Женщины охотно засмеялись, показывая на Мамина.
– Коровы цементальские, – ругнулся на женщин дедушка Воробьев.
Мамин смутился и побежал в воду, не сняв сапог и гимнастерки, но поскользнулся и упал по пути, чем вызвал целое веселье.
– Гати, гати, – подсказывали дядьки друг дружке негромко и привычно, притапливали край настила, подводя его под гусеницы, и по-прежнему пошмыгивали носами и посасывали размокшие папироски. Третий край настила держал Мамин, четвертый – был свободен, и, может, потому не удавалось сделать то, что они хотели. Но скоро в воду вошел четвертый, как был, в одежде.
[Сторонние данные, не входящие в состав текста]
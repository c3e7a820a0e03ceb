use argon2::password_hash::rand_core::OsRng;
use argon2::password_hash::{Error, SaltString};
use argon2::{Argon2, PasswordHash, PasswordHasher, PasswordVerifier};

/// Hash a password with Argon2id and a random salt.
pub fn hash_password(password: &str) -> Result<String, Error> {
    let salt = SaltString::generate(&mut OsRng);
    let hash = Argon2::default().hash_password(password.as_bytes(), &salt)?;
    Ok(hash.to_string())
}

/// Check a password against a stored PHC hash string.
///
/// A mismatch is `Ok(false)`; a malformed stored hash is an error.
pub fn verify_password(password: &str, hash: &str) -> Result<bool, Error> {
    let parsed = PasswordHash::new(hash)?;
    match Argon2::default().verify_password(password.as_bytes(), &parsed) {
        Ok(()) => Ok(true),
        Err(Error::Password) => Ok(false),
        Err(e) => Err(e),
    }
}
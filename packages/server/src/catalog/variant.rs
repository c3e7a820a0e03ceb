//! Variant aggregate: a variant row with its options.

use std::collections::HashMap;

use chrono::Utc;
use sea_orm::*;
use tracing::instrument;

use super::guard::{self, AdminId};
use super::reconcile::{self, VariantOptions};
use super::repo::{self, Page, PageWindow};
use super::tx::transact;
use super::CatalogError;
use crate::entity::{variant, variant_option};
use crate::models::shared::non_empty;
use crate::models::variant::{CreateVariantRequest, UpdateVariantOptionInput, UpdateVariantRequest};

#[derive(Clone, Debug)]
pub struct VariantAggregate {
    pub variant: variant::Model,
    pub options: Vec<variant_option::Model>,
}

async fn live_options<C: ConnectionTrait>(
    db: &C,
    variant_ids: Vec<i32>,
) -> Result<HashMap<i32, Vec<variant_option::Model>>, DbErr> {
    let mut grouped: HashMap<i32, Vec<variant_option::Model>> = HashMap::new();
    if variant_ids.is_empty() {
        return Ok(grouped);
    }
    let rows = variant_option::Entity::find()
        .filter(variant_option::Column::VariantId.is_in(variant_ids))
        .filter(variant_option::Column::DeletedAt.is_null())
        .order_by_asc(variant_option::Column::Weight)
        .order_by_asc(variant_option::Column::Id)
        .all(db)
        .await?;
    for row in rows {
        grouped.entry(row.variant_id).or_default().push(row);
    }
    Ok(grouped)
}

async fn hydrate_one<C: ConnectionTrait>(
    db: &C,
    variant: variant::Model,
) -> Result<VariantAggregate, DbErr> {
    let options = live_options(db, vec![variant.id])
        .await?
        .remove(&variant.id)
        .unwrap_or_default();
    Ok(VariantAggregate { variant, options })
}

#[instrument(level = "debug", skip(db, req), fields(options = req.options.len()))]
pub async fn create_variant(
    db: &DatabaseConnection,
    admin: AdminId,
    store_id: i32,
    category_id: i32,
    req: CreateVariantRequest,
) -> Result<VariantAggregate, CatalogError> {
    guard::owned_category(db, admin, store_id, category_id).await?;

    let options: Vec<UpdateVariantOptionInput> =
        req.options.into_iter().map(Into::into).collect();
    let now = Utc::now();
    let new_variant = variant::ActiveModel {
        name: Set(req.name.trim().to_string()),
        description: Set(req.description),
        weight: Set(req.weight),
        category_id: Set(category_id),
        created_at: Set(now),
        updated_at: Set(now),
        deleted_at: Set(None),
        ..Default::default()
    };

    transact(db, move |txn| {
        Box::pin(async move {
            let variant = new_variant.insert(txn).await?;
            let options = reconcile::reconcile::<VariantOptions>(txn, variant.id, &options).await?;
            Ok(VariantAggregate { variant, options })
        })
    })
    .await
}

/// Live variants of a category, ordered by display weight.
#[instrument(level = "debug", skip(db))]
pub async fn list_variants(
    db: &DatabaseConnection,
    admin: AdminId,
    store_id: i32,
    category_id: i32,
    window: PageWindow,
) -> Result<Page<VariantAggregate>, CatalogError> {
    guard::owned_category(db, admin, store_id, category_id).await?;
    let select = variant::Entity::find()
        .filter(variant::Column::CategoryId.eq(category_id))
        .filter(variant::Column::DeletedAt.is_null())
        .order_by_asc(variant::Column::Weight);
    let page = repo::paginate(db, select, variant::Column::Id, window).await?;

    let ids: Vec<i32> = page.rows.iter().map(|v| v.id).collect();
    let mut options = live_options(db, ids).await?;
    Ok(page.map(|variant| VariantAggregate {
        options: options.remove(&variant.id).unwrap_or_default(),
        variant,
    }))
}

#[instrument(level = "debug", skip(db))]
pub async fn get_variant(
    db: &DatabaseConnection,
    admin: AdminId,
    store_id: i32,
    category_id: i32,
    variant_id: i32,
) -> Result<VariantAggregate, CatalogError> {
    let variant = guard::owned_variant(db, admin, store_id, category_id, variant_id).await?;
    Ok(hydrate_one(db, variant).await?)
}

/// Merge present fields and reconcile options in one transaction.
#[instrument(level = "debug", skip(db, req), fields(options = req.options.len()))]
pub async fn update_variant(
    db: &DatabaseConnection,
    admin: AdminId,
    store_id: i32,
    category_id: i32,
    variant_id: i32,
    req: UpdateVariantRequest,
) -> Result<VariantAggregate, CatalogError> {
    guard::owned_variant(db, admin, store_id, category_id, variant_id).await?;
    if let Some(target) = req.category_id {
        guard::category_in_store(db, store_id, target).await?;
    }

    transact(db, move |txn| {
        Box::pin(async move {
            let existing = repo::lock_live::<variant::Entity>(
                txn,
                variant_id,
                variant::Column::DeletedAt,
                "Variant",
            )
            .await?;

            let mut active: variant::ActiveModel = existing.into();
            if let Some(name) = non_empty(&req.name) {
                active.name = Set(name.to_string());
            }
            if let Some(description) = non_empty(&req.description) {
                active.description = Set(description.to_string());
            }
            if let Some(weight) = req.weight.filter(|w| *w > 0) {
                active.weight = Set(weight);
            }
            if let Some(category_id) = req.category_id {
                active.category_id = Set(category_id);
            }
            active.updated_at = Set(Utc::now());
            let variant = active.update(txn).await?;

            reconcile::reconcile::<VariantOptions>(txn, variant_id, &req.options).await?;
            Ok(hydrate_one(txn, variant).await?)
        })
    })
    .await
}

/// Soft-delete a variant after its options, atomically.
#[instrument(level = "debug", skip(db))]
pub async fn delete_variant(
    db: &DatabaseConnection,
    admin: AdminId,
    store_id: i32,
    category_id: i32,
    variant_id: i32,
) -> Result<(), CatalogError> {
    guard::owned_variant(db, admin, store_id, category_id, variant_id).await?;
    transact(db, move |txn| {
        Box::pin(async move {
            repo::lock_live::<variant::Entity>(
                txn,
                variant_id,
                variant::Column::DeletedAt,
                "Variant",
            )
            .await?;
            repo::soft_delete_where::<variant_option::Entity, _>(
                txn,
                variant_option::Column::DeletedAt,
                variant_option::Column::UpdatedAt,
                Condition::all().add(variant_option::Column::VariantId.eq(variant_id)),
            )
            .await?;
            repo::soft_delete_where::<variant::Entity, _>(
                txn,
                variant::Column::DeletedAt,
                variant::Column::UpdatedAt,
                Condition::all().add(variant::Column::Id.eq(variant_id)),
            )
            .await?;
            Ok(())
        })
    })
    .await
}

/// Soft-delete one option of a variant.
#[instrument(level = "debug", skip(db))]
pub async fn delete_variant_option(
    db: &DatabaseConnection,
    admin: AdminId,
    store_id: i32,
    category_id: i32,
    variant_id: i32,
    option_id: i32,
) -> Result<(), CatalogError> {
    guard::owned_variant(db, admin, store_id, category_id, variant_id).await?;
    transact(db, move |txn| {
        Box::pin(async move {
            repo::lock_live::<variant::Entity>(
                txn,
                variant_id,
                variant::Column::DeletedAt,
                "Variant",
            )
            .await?;
            let removed = repo::soft_delete_where::<variant_option::Entity, _>(
                txn,
                variant_option::Column::DeletedAt,
                variant_option::Column::UpdatedAt,
                Condition::all()
                    .add(variant_option::Column::Id.eq(option_id))
                    .add(variant_option::Column::VariantId.eq(variant_id)),
            )
            .await?;
            if removed == 0 {
                return Err(CatalogError::NotFound("Variant option"));
            }
            Ok(())
        })
    })
    .await
}
use axum::Json;
use axum::extract::{Path, Query, State};
use axum::http::StatusCode;
use axum::response::IntoResponse;
use tracing::instrument;

use crate::catalog::product::{self as ops, ProductAggregate};
use crate::error::{AppError, ErrorBody};
use crate::extractors::auth::AuthAdmin;
use crate::extractors::json::AppJson;
use crate::models::product::*;
use crate::models::shared::{PageQuery, Pagination};
use crate::state::AppState;

impl From<ProductAggregate> for ProductResponse {
    fn from(agg: ProductAggregate) -> Self {
        ProductResponse::new(agg.product, agg.items, agg.images)
    }
}

#[utoipa::path(
    post,
    path = "/",
    tag = "Products",
    operation_id = "createProduct",
    summary = "Create a product",
    description = "Creates a product with its items and images in one transaction. If any item fails, for example on a duplicate SKU, nothing is created.",
    params(("store_id" = i32, Path, description = "Store ID")),
    request_body = CreateProductRequest,
    responses(
        (status = 201, description = "Product created", body = ProductResponse),
        (status = 400, description = "Validation error (VALIDATION_ERROR)", body = ErrorBody),
        (status = 401, description = "Unauthorized (TOKEN_MISSING, TOKEN_INVALID)", body = ErrorBody),
        (status = 403, description = "Not the owner (PERMISSION_DENIED)", body = ErrorBody),
        (status = 404, description = "Store or category not found (NOT_FOUND)", body = ErrorBody),
        (status = 409, description = "Duplicate SKU (CONFLICT)", body = ErrorBody),
    ),
    security(("jwt" = [])),
)]
#[instrument(skip(state, auth, payload), fields(admin_id = %auth.id))]
pub async fn create_product(
    auth: AuthAdmin,
    State(state): State<AppState>,
    Path(store_id): Path<i32>,
    AppJson(payload): AppJson<CreateProductRequest>,
) -> Result<impl IntoResponse, AppError> {
    validate_create_product(&payload)?;
    let aggregate = ops::create_product(&state.db, auth.id, store_id, payload).await?;
    Ok((StatusCode::CREATED, Json(ProductResponse::from(aggregate))))
}

#[utoipa::path(
    get,
    path = "/",
    tag = "Products",
    operation_id = "listProducts",
    summary = "List products",
    description = "Returns the store's live products with their items and images.",
    params(("store_id" = i32, Path, description = "Store ID"), PageQuery),
    responses(
        (status = 200, description = "Products", body = ProductListResponse),
        (status = 401, description = "Unauthorized (TOKEN_MISSING, TOKEN_INVALID)", body = ErrorBody),
        (status = 403, description = "Not the owner (PERMISSION_DENIED)", body = ErrorBody),
        (status = 404, description = "Store not found (NOT_FOUND)", body = ErrorBody),
    ),
    security(("jwt" = [])),
)]
#[instrument(skip(state, auth, query), fields(admin_id = %auth.id))]
pub async fn list_products(
    auth: AuthAdmin,
    State(state): State<AppState>,
    Path(store_id): Path<i32>,
    Query(query): Query<PageQuery>,
) -> Result<Json<ProductListResponse>, AppError> {
    let page = ops::list_products(&state.db, auth.id, store_id, query.window()).await?;
    let pagination = Pagination::from(&page);
    Ok(Json(ProductListResponse {
        data: page.rows.into_iter().map(Into::into).collect(),
        pagination,
    }))
}

#[utoipa::path(
    get,
    path = "/{product_id}",
    tag = "Products",
    operation_id = "getProduct",
    summary = "Get a product",
    params(
        ("store_id" = i32, Path, description = "Store ID"),
        ("product_id" = i32, Path, description = "Product ID"),
    ),
    responses(
        (status = 200, description = "Product with items and images", body = ProductResponse),
        (status = 401, description = "Unauthorized (TOKEN_MISSING, TOKEN_INVALID)", body = ErrorBody),
        (status = 403, description = "Not the owner (PERMISSION_DENIED)", body = ErrorBody),
        (status = 404, description = "Product not found in this store (NOT_FOUND)", body = ErrorBody),
    ),
    security(("jwt" = [])),
)]
#[instrument(skip(state, auth), fields(admin_id = %auth.id))]
pub async fn get_product(
    auth: AuthAdmin,
    State(state): State<AppState>,
    Path((store_id, product_id)): Path<(i32, i32)>,
) -> Result<Json<ProductResponse>, AppError> {
    let aggregate = ops::get_product(&state.db, auth.id, store_id, product_id).await?;
    Ok(Json(aggregate.into()))
}

#[utoipa::path(
    patch,
    path = "/{product_id}",
    tag = "Products",
    operation_id = "updateProduct",
    summary = "Update a product",
    description = "Updates a product and reconciles its items and images in one transaction. Items and images with an `id` are overwritten, those without are created, and existing ones left out of the lists are kept. `name`, `description` and `category_id` are only changed when present; `rating` and the flags are always written.",
    params(
        ("store_id" = i32, Path, description = "Store ID"),
        ("product_id" = i32, Path, description = "Product ID"),
    ),
    request_body = UpdateProductRequest,
    responses(
        (status = 200, description = "Product updated", body = ProductResponse),
        (status = 400, description = "Validation error (VALIDATION_ERROR)", body = ErrorBody),
        (status = 401, description = "Unauthorized (TOKEN_MISSING, TOKEN_INVALID)", body = ErrorBody),
        (status = 403, description = "Not the owner (PERMISSION_DENIED)", body = ErrorBody),
        (status = 404, description = "Product, category, item or image not found (NOT_FOUND)", body = ErrorBody),
        (status = 409, description = "Duplicate SKU (CONFLICT)", body = ErrorBody),
    ),
    security(("jwt" = [])),
)]
#[instrument(skip(state, auth, payload), fields(admin_id = %auth.id))]
pub async fn update_product(
    auth: AuthAdmin,
    State(state): State<AppState>,
    Path((store_id, product_id)): Path<(i32, i32)>,
    AppJson(payload): AppJson<UpdateProductRequest>,
) -> Result<Json<ProductResponse>, AppError> {
    validate_update_product(&payload)?;
    let aggregate =
        ops::update_product(&state.db, auth.id, store_id, product_id, payload).await?;
    Ok(Json(aggregate.into()))
}

#[utoipa::path(
    delete,
    path = "/{product_id}",
    tag = "Products",
    operation_id = "deleteProduct",
    summary = "Delete a product",
    description = "Soft-deletes a product together with its items and images.",
    params(
        ("store_id" = i32, Path, description = "Store ID"),
        ("product_id" = i32, Path, description = "Product ID"),
    ),
    responses(
        (status = 204, description = "Product deleted"),
        (status = 401, description = "Unauthorized (TOKEN_MISSING, TOKEN_INVALID)", body = ErrorBody),
        (status = 403, description = "Not the owner (PERMISSION_DENIED)", body = ErrorBody),
        (status = 404, description = "Product not found (NOT_FOUND)", body = ErrorBody),
    ),
    security(("jwt" = [])),
)]
#[instrument(skip(state, auth), fields(admin_id = %auth.id))]
pub async fn delete_product(
    auth: AuthAdmin,
    State(state): State<AppState>,
    Path((store_id, product_id)): Path<(i32, i32)>,
) -> Result<StatusCode, AppError> {
    ops::delete_product(&state.db, auth.id, store_id, product_id).await?;
    Ok(StatusCode::NO_CONTENT)
}

#[utoipa::path(
    delete,
    path = "/{product_id}/items/{item_id}",
    tag = "Products",
    operation_id = "deleteProductItem",
    summary = "Delete a product item",
    description = "Soft-deletes one item. Leaving an item out of an update never removes it; this is the explicit way to.",
    params(
        ("store_id" = i32, Path, description = "Store ID"),
        ("product_id" = i32, Path, description = "Product ID"),
        ("item_id" = i32, Path, description = "Product item ID"),
    ),
    responses(
        (status = 204, description = "Item deleted"),
        (status = 401, description = "Unauthorized (TOKEN_MISSING, TOKEN_INVALID)", body = ErrorBody),
        (status = 403, description = "Not the owner (PERMISSION_DENIED)", body = ErrorBody),
        (status = 404, description = "Product or item not found (NOT_FOUND)", body = ErrorBody),
    ),
    security(("jwt" = [])),
)]
#[instrument(skip(state, auth), fields(admin_id = %auth.id))]
pub async fn delete_product_item(
    auth: AuthAdmin,
    State(state): State<AppState>,
    Path((store_id, product_id, item_id)): Path<(i32, i32, i32)>,
) -> Result<StatusCode, AppError> {
    ops::delete_product_item(&state.db, auth.id, store_id, product_id, item_id).await?;
    Ok(StatusCode::NO_CONTENT)
}

#[utoipa::path(
    delete,
    path = "/{product_id}/images/{image_id}",
    tag = "Products",
    operation_id = "deleteProductImage",
    summary = "Delete a product image",
    params(
        ("store_id" = i32, Path, description = "Store ID"),
        ("product_id" = i32, Path, description = "Product ID"),
        ("image_id" = i32, Path, description = "Product image ID"),
    ),
    responses(
        (status = 204, description = "Image deleted"),
        (status = 401, description = "Unauthorized (TOKEN_MISSING, TOKEN_INVALID)", body = ErrorBody),
        (status = 403, description = "Not the owner (PERMISSION_DENIED)", body = ErrorBody),
        (status = 404, description = "Product or image not found (NOT_FOUND)", body = ErrorBody),
    ),
    security(("jwt" = [])),
)]
#[instrument(skip(state, auth), fields(admin_id = %auth.id))]
pub async fn delete_product_image(
    auth: AuthAdmin,
    State(state): State<AppState>,
    Path((store_id, product_id, image_id)): Path<(i32, i32, i32)>,
) -> Result<StatusCode, AppError> {
    ops::delete_product_image(&state.db, auth.id, store_id, product_id, image_id).await?;
    Ok(StatusCode::NO_CONTENT)
}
Мамин мельком глянул на него и не стал больше смотреть, отвернулся. Это был Непомнящий.
Кажется, теперь все было готово. На мощные танковые клыки набросили два толстенных троса, они тянулись, лежа на траве, к сосне, которая была теперь центром, сердечником сооруженного ворота: на стволе крепились стальные башмаки, от них расходились лучами трубы, заполненные внутри для прочности застывшим раствором.
– Чего мнетесь, взялися! – прикрикнул дедушка Воробьев на женщин.
За каждую из труб встало человек по десять.
– И пошли! – скомандовал дедушка Воробьев, все налегли на трубы, и ворот стал крутиться легко и просто, «башмаки» скользили по гладкому стволу.
– Голова закрутится, – пошутил кто-то.
Ворот шел легко до тех пор, пока канат, шевелясь в траве, как змея, не поднялся и не натянулся, прямо соединив собою танк и людей.
От спуска подходили еще люди, в основном женщины; видя, что работа началась без них, они торопливо подбегали к трубам, тесня остальных.
Ворот встал. Ничего не кончилось. Все только начиналось.
– Да скорей, тянетесь! – кричал дедушка Воробьев, подзывая идущих.
Теперь у каждой трубы стояло человек по двадцать, тесно-тесно стояли. Мамин потерялся как-то среди всех, перестав быть здесь командиром и, кажется, даже забыв про собственное командирство, приготовясь толкать трубу, он озирался и видел женские лишь лица, бабьи. В черных пиджаках спецовок, в телогрейках, в сапожищах, а кто-то и в платьишках и легкой обувке – как позвали, так они из дому и выскочили, в платках и простоволосые, старые, молодые, худые, полные: те, что молились сегодня, и те, что грабили; те, что орали громче всех, и те, что молчали; те, что смеялись, и те, что выли; те, что попрекали, и те, что жалели.
– Разом как рукой махну, так и навалилися! – объявил дедушка Воробьев и поднял руку.
Каждый у ворота приготовился, каждый напрягся, каждый вдохнул глубоко сырой ночной воздух.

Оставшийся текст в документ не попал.